Comment la menace djihadiste évolue-t-elle en Afrique de l’Ouest à l’heure du réajustement ?


Le ministre des Affaires étrangères, Monsieur Jean-Yves Le Drian, a exprimé vendredi 18 juin 2021 son inquiétude au sujet de l’extension de la menace djihadiste du Sahel vers le golfe de Guinée. Le djihadisme, qui correspond à une doctrine politique et religieuse qui prône la lutte armée au nom d’une conception fondamentaliste de l’islam, se développe dans un contexte sahélien marqué par des tensions ethniques et une capacité limitée des États à gouverner leurs territoires.
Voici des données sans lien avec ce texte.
//! Enumeration by tagged broadcasting.
//!
//! Each assume node opens a new dimension holding its support and adds the
//! prior density of every support value to the score. A value
//! carries the dimensions it depends on as leading axes, in the order they
//! were opened, and every other node runs vectorised over the union of its
//! inputs' dimensions. The score is tagged the same way. At the end the
//! outputs and the score are broadcast over all dimensions and flattened,
//! which lists combinations in the same row-major order as
//! [`enumerate`](super::enumerate::enumerate).
//!
//! No dimension is summed out before the readout, so the cost is that of
//! plain enumeration; values that depend on few choices stay small until
//! the end. Sampling and observation are only supported outside branch and
//! loop bodies.

use stoch_foundation::{Shape, Slot, Value};
use stoch_ir::{Aval, Environment, FromLiteral, Graph, Op, OpKind};
use tracing::{debug, trace};

use crate::choices::ChoiceTree;
use crate::context::Context;
use crate::distributions::Dist;
use crate::error::{Error, Result};
use crate::gfi::Measure;
use crate::interpret::enumerate::{Enumeration, LoweredMeasure};
use crate::interpret::eval::{eval_node, log_density_slot};
use crate::ops::{sampler, site_address};

/// A value over some enumeration dimensions.
///
/// `value` has one leading axis per entry of `dims`, sized by the dimension.
#[derive(Debug, Clone, PartialEq)]
struct Tagged {
    dims: Vec<usize>,
    value: Value,
}

impl FromLiteral for Tagged {
    fn from_literal(value: &Value) -> Self {
        Tagged::plain(value.clone())
    }
}

impl Tagged {
    fn plain(value: Value) -> Self {
        Self {
            dims: Vec::new(),
            value,
        }
    }

    fn element_shape(&self) -> Shape {
        Shape::new(self.value.shape().dims()[self.dims.len()..].to_vec())
    }

    /// Broadcast over `target`, a sorted superset of `dims`, flattened to
    /// `[lanes, ..]`.
    fn lanes_over(&self, target: &[usize], sizes: &[usize]) -> Result<Value> {
        let element = self.element_shape();
        let mut expanded: Vec<usize> = target
            .iter()
            .map(|d| if self.dims.contains(d) { sizes[*d] } else { 1 })
            .collect();
        expanded.extend_from_slice(element.dims());
        let mut full: Vec<usize> = target.iter().map(|d| sizes[*d]).collect();
        let lanes = full.iter().product();
        full.extend_from_slice(element.dims());
        let broadcast = self.value.reshape(expanded)?.broadcast_to(&Shape::new(full))?;
        Ok(broadcast.reshape(element.prepend(lanes))?)
    }

    /// A lane slot over `dims` folded back into a tagged value.
    fn from_slot(slot: Slot, dims: &[usize], sizes: &[usize]) -> Result<Self> {
        match slot {
            Slot::Uniform(v) => Ok(Tagged::plain(v)),
            Slot::Lanes(v) => {
                let mut shape: Vec<usize> = dims.iter().map(|d| sizes[*d]).collect();
                shape.extend_from_slice(v.shape().tail().dims());
                Ok(Tagged {
                    dims: dims.to_vec(),
                    value: v.reshape(shape)?,
                })
            }
        }
    }
}

/// Dimensions opened so far.
struct Dims {
    sizes: Vec<usize>,
    cap: usize,
}

impl Dims {
    fn open(&mut self, size: usize, site: &str) -> Result<usize> {
        let total = self.sizes.iter().product::<usize>().saturating_mul(size);
        if total > self.cap {
            return Err(Error::NotEnumerable {
                site: site.to_string(),
                reason: format!("{} combinations exceed the cap of {}", total, self.cap),
            });
        }
        self.sizes.push(size);
        Ok(self.sizes.len() - 1)
    }

    fn union<'a>(&self, values: impl IntoIterator<Item = &'a Tagged>) -> Vec<usize> {
        let mut dims: Vec<usize> = values.into_iter().flat_map(|t| t.dims.iter().copied()).collect();
        dims.sort_unstable();
        dims.dedup();
        dims
    }

    fn lanes(&self, dims: &[usize]) -> usize {
        dims.iter().map(|d| self.sizes[*d]).product()
    }

    /// Inputs as slots over `dims`, with the pass lane count.
    fn slots(&self, values: &[Tagged], dims: &[usize]) -> Result<(Option<usize>, Vec<Slot>)> {
        if dims.is_empty() {
            return Ok((None, values.iter().map(|t| Slot::Uniform(t.value.clone())).collect()));
        }
        let slots = values
            .iter()
            .map(|t| {
                if t.dims.is_empty() {
                    Ok(Slot::Uniform(t.value.clone()))
                } else {
                    Ok(Slot::Lanes(t.lanes_over(dims, &self.sizes)?))
                }
            })
            .collect::<Result<Vec<_>>>()?;
        Ok((Some(self.lanes(dims)), slots))
    }
}

/// Enumerate every execution of `graph` on `args` by tagged broadcasting.
///
/// Same result as [`enumerate`](super::enumerate::enumerate) for graphs
/// that sample only at the top level.
pub fn eliminate(ctx: &mut Context, graph: &Graph, args: &[Value]) -> Result<Enumeration> {
    let (scores, retval) = eliminate_graph(ctx, graph, args)?;
    Ok(Enumeration {
        scores,
        choices: ChoiceTree::empty(),
        retval,
    })
}

pub(crate) fn eliminate_measure(ctx: &mut Context, measure: &Measure, args: &[Value]) -> Result<Enumeration> {
    let lowered = LoweredMeasure::stage(measure, args)?;
    let (scores, outputs) = eliminate_graph(ctx, &lowered.graph, args)?;
    debug!(measure = %measure.name(), combinations = scores.len(), "eliminated");
    lowered.assemble(scores, outputs)
}

fn eliminate_graph(ctx: &mut Context, graph: &Graph, args: &[Value]) -> Result<(Vec<f64>, Vec<Value>)> {
    let mut dims = Dims {
        sizes: Vec::new(),
        cap: ctx.policy().max_enumeration_lanes,
    };
    let mut score = Tagged::plain(Value::f64(0.0));
    let mut env: Environment<Tagged> =
        Environment::for_graph(graph, args.iter().cloned().map(Tagged::plain).collect())?;

    for eqn in &graph.equations {
        let inputs = env.read_all(&eqn.inputs)?;
        let outputs = match &eqn.op {
            Op::Custom(op) if op.kind() == &OpKind::Assume => {
                let dist = sampler(op.elaboration())?;
                let Some(value) = open_support(&mut dims, dist, &inputs)? else {
                    return Ok(vanished(&graph.out_avals));
                };
                let mut site = vec![value.clone()];
                site.extend(inputs);
                score = add_tagged(&dims, &score, &log_density_tagged(&dims, dist, &site)?)?;
                vec![value]
            }
            Op::Custom(op) if op.kind() == &OpKind::Observe => {
                let dist = sampler(op.elaboration())?;
                score = add_tagged(&dims, &score, &log_density_tagged(&dims, dist, &inputs)?)?;
                Vec::new()
            }
            Op::Custom(op) if op.kind() == &OpKind::Trace => {
                return Err(Error::NotEnumerable {
                    site: site_address(op.elaboration())?,
                    reason: "trace sites must be lowered before enumeration".to_string(),
                })
            }
            op if op.sub_graphs().iter().any(|g| g.is_probabilistic()) => {
                return Err(Error::NotEnumerable {
                    site: op.name(),
                    reason: "sampling or observation inside a branch or loop body".to_string(),
                })
            }
            _ => {
                let union = dims.union(&inputs);
                let (lanes, slots) = dims.slots(&inputs, &union)?;
                let outs = ctx.with_lanes(lanes, |ctx| eval_node(ctx, eqn, slots))?;
                outs.into_iter()
                    .map(|s| Tagged::from_slot(s, &union, &dims.sizes))
                    .collect::<Result<Vec<_>>>()?
            }
        };
        env.write_all(&eqn.outputs, outputs)?;
    }

    let all: Vec<usize> = (0..dims.sizes.len()).collect();
    let outputs = env
        .read_all(&graph.outvars)?
        .iter()
        .map(|t| readout(t, &all, &dims.sizes))
        .collect::<Result<Vec<_>>>()?;
    let scores = readout(&score, &all, &dims.sizes)?.data().to_vec();
    trace!(dims = ?dims.sizes, "tagged readout");
    Ok((scores, outputs))
}

/// The support of one assume node as a fresh dimension, or `None` when it
/// is empty.
fn open_support(dims: &mut Dims, dist: &Dist, inputs: &[Tagged]) -> Result<Option<Tagged>> {
    let no_support = || Error::NotEnumerable {
        site: dist.name().to_string(),
        reason: "no finite support".to_string(),
    };
    let union = dims.union(inputs);
    let (lanes, slots) = dims.slots(inputs, &union)?;
    let supports = match lanes {
        None => {
            let values: Vec<Value> = slots.iter().map(|s| s.value().clone()).collect();
            vec![dist.support(&values)?.ok_or_else(no_support)?]
        }
        Some(n) => (0..n)
            .map(|l| {
                let views = slots.iter().map(|s| s.lane(l)).collect::<std::result::Result<Vec<_>, _>>()?;
                dist.support(&views)?.ok_or_else(no_support)
            })
            .collect::<Result<Vec<_>>>()?,
    };
    let k = supports.first().map_or(0, Vec::len);
    if supports.iter().any(|s| s.len() != k) {
        return Err(Error::NotEnumerable {
            site: dist.name().to_string(),
            reason: "support size varies across lanes".to_string(),
        });
    }
    if k == 0 {
        return Ok(None);
    }
    let d = dims.open(k, dist.name())?;
    trace!(dist = dist.name(), dim = d, support = k, "open dimension");
    if supports.iter().all(|s| s == &supports[0]) {
        return Ok(Some(Tagged {
            dims: vec![d],
            value: Value::stack(&supports[0])?,
        }));
    }
    let stacked = Value::stack(&supports.concat())?;
    let mut shape: Vec<usize> = union.iter().map(|u| dims.sizes[*u]).collect();
    shape.push(k);
    shape.extend_from_slice(stacked.shape().tail().dims());
    let mut tags = union;
    tags.push(d);
    Ok(Some(Tagged {
        dims: tags,
        value: stacked.reshape(shape)?,
    }))
}

/// `log p(value | args)` for `[value, args..]`.
fn log_density_tagged(dims: &Dims, dist: &Dist, inputs: &[Tagged]) -> Result<Tagged> {
    let union = dims.union(inputs);
    let (lanes, slots) = dims.slots(inputs, &union)?;
    let (value, args) = slots.split_first().ok_or_else(|| Error::InvalidArgument {
        dist: dist.name().to_string(),
        message: "missing value".to_string(),
    })?;
    Tagged::from_slot(log_density_slot(lanes, dist, value, args)?, &union, &dims.sizes)
}

fn add_tagged(dims: &Dims, a: &Tagged, b: &Tagged) -> Result<Tagged> {
    let union = dims.union([a, b]);
    let (_, slots) = dims.slots(&[a.clone(), b.clone()], &union)?;
    Tagged::from_slot(slots[0].add(&slots[1])?, &union, &dims.sizes)
}

fn readout(t: &Tagged, all: &[usize], sizes: &[usize]) -> Result<Value> {
    if all.is_empty() {
        return Ok(t.value.reshape(t.value.shape().prepend(1))?);
    }
    t.lanes_over(all, sizes)
}

fn vanished(out_avals: &[Aval]) -> (Vec<f64>, Vec<Value>) {
    let outputs = out_avals
        .iter()
        .map(|a| Value::zeros(a.dtype, a.shape.prepend(0)))
        .collect();
    (Vec::new(), outputs)
}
Les groupes djihadistes, comme le Groupe de soutien à l’Islam et aux Musulmans (GSIM) affilié à Al Qaïda ou l’État islamique au Grand Sahara (EIGS), financent leurs actions par les trafics et les taxations sur la population dans la zone des trois frontières (Mali, Burkina Faso, Niger). Depuis 2017, une fragmentation des groupes armés terroristes (GAT) s’opère vers le sud (Côte d’Ivoire, Ghana, Togo, Bénin).


À la suite de l’opération Serval de janvier 2013, la menace djihadiste, qui s’était implantée sous l’impulsion d’AQMI au Nord du Mali, se diffuse dans l’ensemble des pays du G5 Sahel. Cette régionalisation entraîne la mutation de l’opération Serval en Barkhane en août 2014, pour mieux combattre les djihadistes misant désormais sur leur dispersion pour reconstituer leurs forces.


Le redéploiement des djihadistes, avec l’apparition de l’EIGS en 2015 et la coalition du GSIM en 2017, s’est effectué vers le sud côtier. Via la déstabilisation du Burkina, leur ancrage dans le Nord des pays côtiers permettrait d’établir des bases arrières dans le prolongement de leur stratégie de dispersion amorcé après Serval.


L’annonce de la fin de Barkhane en tant qu’opération extérieure répond, comme en 2014, à un besoin d’adaptation stratégique. Mais l’ombre djihadiste planera aussi longtemps qu’existeront des contestations locales dirigées contre des États africains jugés corrompus et illégitimes.